En las últimas décadas, la discusión sobre el derecho a morir ha dejado de ser un asunto moral o religioso para convertirse en uno de los dilemas constitucionales y legales más profundos de nuestro tiempo. No se trata de decidir si la muerte es inevitable —sabemos que lo es—, sino de determinar cuándo y cómo el Estado debe reconocer la libertad de cada persona para decidir sobre su propio final. Detrás de esa pregunta se esconde otra, más silenciosa y más radical: ¿la dignidad humana termina cuando comienza la agonía o nos acompaña hasta el último aliento?

El reciente caso de Uruguay marca un hito regional. Con la aprobación de su Ley de Muerte Digna, el pasado 15 de octubre, ese país se convirtió en el primero de América Latina en legalizar la eutanasia mediante deliberación parlamentaria. La norma no glorifica la muerte, sino que reconoce jurídicamente la autonomía existencial de quien padece un sufrimiento irreversible y desea poner fin a su vida con asistencia médica, en condiciones de respeto, paz y control. “El que quiera eutanasia que la pida, y el que no la quiera que la rechace”, dijo uno de los impulsores de la ley. La frase, más que un argumento político, expresa una convicción ética: la libertad no se extingue en la enfermedad.

México, en cambio, permanece detenido en un modelo tutelar, que autoriza rechazar tratamientos mediante las leyes de voluntad anticipada, pero niega la posibilidad de decidir sobre el morir. Se nos ofrece la alternativa de los cuidados paliativos, concebidos como la frontera humanitaria del sistema de salud. Sin embargo, el Atlas Mexicano de Cuidados Paliativos 2023 muestra un panorama preocupante: la mitad de los profesionales desconoce la existencia de políticas estatales en la materia; solo un 10 % de las unidades médicas dispone de morfina oral; y menos del 15 % de las facultades de medicina enseña cuidados paliativos en el pregrado. Así, la muerte digna no es un derecho garantizado, sino un privilegio geográfico y socioeconómico.

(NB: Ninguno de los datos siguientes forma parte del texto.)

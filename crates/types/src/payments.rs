//! Request bodies for the Adyen Payment and Recurring APIs.
//!
//! Field names follow Adyen's camelCase wire format. Optional fields are left
//! out of the JSON entirely when unset.

use serde::{Deserialize, Serialize};

/// Shopper interaction used when charging a stored payment method
pub const SHOPPER_INTERACTION_CONT_AUTH: &str = "ContAuth";

/// Recurring detail reference that selects the most recently stored method
pub const LATEST_RECURRING_DETAIL: &str = "LATEST";

/// An amount in minor units (e.g. cents) with its ISO 4217 currency code
#[derive(Debug, Clone, PartialEq, Eq, Serialize, Deserialize)]
pub struct Amount {
    pub value: i64,
    pub currency: String,
}

impl Amount {
    pub fn new(value: i64, currency: impl Into<String>) -> Self {
        Self {
            value,
            currency: currency.into(),
        }
    }

    /// Zero amount in the given currency, used for card verification
    pub fn zero(currency: impl Into<String>) -> Self {
        Self::new(0, currency)
    }
}

/// Type of recurring contract a payment method is stored under
#[derive(Debug, Clone, Copy, PartialEq, Eq, Default, Serialize, Deserialize)]
pub enum Contract {
    /// Merchant initiated charges without the shopper present
    #[default]
    #[serde(rename = "RECURRING")]
    Recurring,
    /// Shopper initiated charges that only need the CVC again
    #[serde(rename = "ONECLICK")]
    OneClick,
    #[serde(rename = "ONECLICK,RECURRING")]
    OneClickRecurring,
}

impl std::fmt::Display for Contract {
    fn fmt(&self, f: &mut std::fmt::Formatter<'_>) -> std::fmt::Result {
        match self {
            Contract::Recurring => write!(f, "RECURRING"),
            Contract::OneClick => write!(f, "ONECLICK"),
            Contract::OneClickRecurring => write!(f, "ONECLICK,RECURRING"),
        }
    }
}

impl std::str::FromStr for Contract {
    type Err = String;

    fn from_str(s: &str) -> Result<Self, Self::Err> {
        match s.to_ascii_uppercase().as_str() {
            "RECURRING" => Ok(Contract::Recurring),
            "ONECLICK" => Ok(Contract::OneClick),
            "ONECLICK,RECURRING" => Ok(Contract::OneClickRecurring),
            other => Err(format!("Unknown recurring contract: {}", other)),
        }
    }
}

#[derive(Debug, Clone, PartialEq, Eq, Serialize, Deserialize)]
pub struct Recurring {
    pub contract: Contract,
}

impl From<Contract> for Recurring {
    fn from(contract: Contract) -> Self {
        Self { contract }
    }
}

/// Additional data carrying the client-side encrypted card blob
#[derive(Debug, Clone, PartialEq, Eq, Serialize, Deserialize)]
pub struct AdditionalData {
    #[serde(rename = "card.encrypted.json")]
    pub card_encrypted_json: String,
}

impl AdditionalData {
    pub fn encrypted_card(encrypted_card: impl Into<String>) -> Self {
        Self {
            card_encrypted_json: encrypted_card.into(),
        }
    }
}

/// Body of `/Payment/{version}/authorise`
///
/// Shared by card authorisation, card verification, recurring contract
/// creation and recurring charges. Each operation fills in its own subset.
#[derive(Debug, Clone, PartialEq, Eq, Serialize, Deserialize)]
#[serde(rename_all = "camelCase")]
pub struct PaymentRequest {
    pub reference: String,
    pub amount: Amount,
    pub merchant_account: String,
    #[serde(skip_serializing_if = "Option::is_none")]
    pub additional_amount: Option<Amount>,
    #[serde(skip_serializing_if = "Option::is_none")]
    pub additional_data: Option<AdditionalData>,
    #[serde(skip_serializing_if = "Option::is_none")]
    pub shopper_email: Option<String>,
    #[serde(rename = "shopperIP", skip_serializing_if = "Option::is_none")]
    pub shopper_ip: Option<String>,
    #[serde(skip_serializing_if = "Option::is_none")]
    pub shopper_reference: Option<String>,
    #[serde(skip_serializing_if = "Option::is_none")]
    pub selected_recurring_detail_reference: Option<String>,
    #[serde(skip_serializing_if = "Option::is_none")]
    pub selected_brand: Option<String>,
    #[serde(skip_serializing_if = "Option::is_none")]
    pub recurring: Option<Recurring>,
    #[serde(skip_serializing_if = "Option::is_none")]
    pub shopper_interaction: Option<String>,
}

impl PaymentRequest {
    pub fn new(
        reference: impl Into<String>,
        amount: Amount,
        merchant_account: impl Into<String>,
    ) -> Self {
        Self {
            reference: reference.into(),
            amount,
            merchant_account: merchant_account.into(),
            additional_amount: None,
            additional_data: None,
            shopper_email: None,
            shopper_ip: None,
            shopper_reference: None,
            selected_recurring_detail_reference: None,
            selected_brand: None,
            recurring: None,
            shopper_interaction: None,
        }
    }
}

/// Body of the modification endpoints (capture, cancel, refund, cancelOrRefund)
#[derive(Debug, Clone, PartialEq, Eq, Serialize, Deserialize)]
#[serde(rename_all = "camelCase")]
pub struct ModificationRequest {
    pub reference: String,
    pub merchant_account: String,
    /// PSP reference of the payment being modified
    pub original_reference: String,
    #[serde(skip_serializing_if = "Option::is_none")]
    pub modification_amount: Option<Amount>,
}

/// Body of `/Recurring/{version}/listRecurringDetails`
#[derive(Debug, Clone, PartialEq, Eq, Serialize, Deserialize)]
#[serde(rename_all = "camelCase")]
pub struct RecurringDetailsRequest {
    pub shopper_reference: String,
    pub recurring: Recurring,
    pub merchant_account: String,
}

Europa ofrece una referencia útil. El EAPC Atlas of Palliative Care in the European Region 2025 reporta más de 7 mil servicios especializados, con integración de los cuidados paliativos en la atención primaria en el 76 % de los países. En 21 naciones, la medicina paliativa ya es una especialidad reconocida, y 15 sistemas universitarios imparten su enseñanza obligatoria. Estas cifras suponen un cambio civilizatorio: Europa ha entendido que morir sin dolor es también un derecho humano y que el Estado debe asegurar las condiciones materiales para ejercerlo.

Frente a ello, el Estado mexicano tiene un reto pendiente: Hemos constitucionalizado la dignidad humana y la autonomía de la voluntad, pero seguimos considerando la muerte como un hecho médico-administrativo.

Discutir el derecho a morir no implica promover la muerte, sino humanizar el proceso de morir. Significa reconocer que el sufrimiento evitable es, en sí mismo, una forma de trato inhumano. Uruguay nos enseña que la libertad puede ejercerse hasta el final; Europa, que los cuidados paliativos son la infraestructura ética de esa libertad. México tiene ante sí una tarea que no debe ni puede postergar: construir un marco jurídico y sanitario que permita morir con la misma dignidad con que aspiramos a vivir.

Porque el derecho a morir, no es una renuncia a la vida, sino su última afirmación: el acto consciente de quien, aun frente a la muerte, sigue siendo dueño de si mismo.